Some of the demonstrators who promised to stay at the protest on Wall Street until their one demand was answered nearly two weeks ago are still there.  Several dozen are camping out in Zuccotti Park, a private park nearby, and many others are coming to visit.  Among the famous (at least to left-liberal activists) visitors are Michael Moore, Susan Sarandon, and Cornel West.  Noam Chomsky has sent an endorsement, which is now posted on Occupy Wall Street’s website.

Just what that one demand is remains completely unclear.  The organizers are vigorously committed to some kind of grassroots democracy, and this has made settling on any one thing–or even agreeing on a menu of policy remedies–practically impossible.  (Prove me wrong on this one.)  There is a consistent general concern with growing income inequality in America and the grossly disproportionate political power of the rich.  The communiques from the demonstrators are said to speak for the “99 percent.”

Meanwhile, the business of business on Wall Street (and elsewhere) has continued, apparently uninterrupted.  Surely, some people who work downtown have stopped by for education, entertainment, or to express support, but the markets are unaffected.

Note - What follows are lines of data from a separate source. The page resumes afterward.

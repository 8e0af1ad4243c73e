//! [`StatusBar`] implementation backed by the `sketchybar` CLI.
//!
//! Every command is one short-lived child process.  Arguments are passed
//! to it directly, so layer names never pass through a shell.

use crate::event::{SinkCommand, LAYER_EVENT, MOD_EVENT};
use crate::traits::StatusBar;
use log::{debug, warn};
use std::path::{Path, PathBuf};
use std::process::{Command, Stdio};

/// SketchyBar-backed status bar.
pub struct SketchyBar {
    program: PathBuf,
}

/// Errors that can occur when invoking SketchyBar.
#[derive(Debug, thiserror::Error)]
pub enum SketchyBarError {
    #[error("failed to run {program}: {source}")]
    Spawn {
        program: String,
        #[source]
        source: std::io::Error,
    },
    #[error("`{command}` exited with {status}")]
    Status {
        command: String,
        status: std::process::ExitStatus,
    },
}

impl SketchyBar {
    /// Create a handle that runs `program` for every command.
    pub fn new(program: impl AsRef<Path>) -> Self {
        Self {
            program: program.as_ref().to_path_buf(),
        }
    }
}

impl StatusBar for SketchyBar {
    type Error = SketchyBarError;

    fn send(&mut self, command: &SinkCommand) -> Result<(), Self::Error> {
        debug!("sketchybar {}", command);
        let status = Command::new(&self.program)
            .args(command.args())
            .stdin(Stdio::null())
            .stdout(Stdio::null())
            .status()
            .map_err(|source| SketchyBarError::Spawn {
                program: self.program.display().to_string(),
                source,
            })?;
        if status.success() {
            Ok(())
        } else {
            Err(SketchyBarError::Status {
                command: command.to_string(),
                status,
            })
        }
    }
}

/// Announce the custom events the bridge triggers.
///
/// Failures are logged; the bridge keeps running without them since
/// SketchyBar may simply not be up yet.
pub fn register_events<B: StatusBar>(bar: &mut B) {
    for name in [LAYER_EVENT, MOD_EVENT] {
        let result = SinkCommand::add_event(name)
            .map_err(|e| e.to_string())
            .and_then(|cmd| bar.send(&cmd).map_err(|e| e.to_string()));
        if let Err(e) = result {
            warn!("failed to register event {}: {}", name, e);
        }
    }
}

So, what is it all about?  The protesters who’ve issued statements or appeared in interviews report on a range of individual and collective grievances with America, and sometimes with their lives.  The Wall Street action is the first chance they’ve seen to try to take collective action to make their worlds better.

The continued encampment has become a holder for grievances about inequality, the best site many people can find to stake their claims.  While some of the first protesters mean to start a nonviolent revolution to bring capitalism down, many other activists come with, uh, more modest goals.

More than 700 airline pilots marched in uniform, protesting the proposed merger between United and Continental Airlines, and stalled negotiations on their union’s contract.  In recent days, other unions have made appearances, showing support for the demonstrators and the action, and expressing their own spin on the political problem of inequality.

The persistence of the protesters, along with their resistance to settling on a small list of demands, has provided all kinds of other people with an opportunity to speak to broader audiences and to ride the anger and momentum of the protest–and public concern with inequality.  What the Wall Street action means, however, is still being negotiated through action.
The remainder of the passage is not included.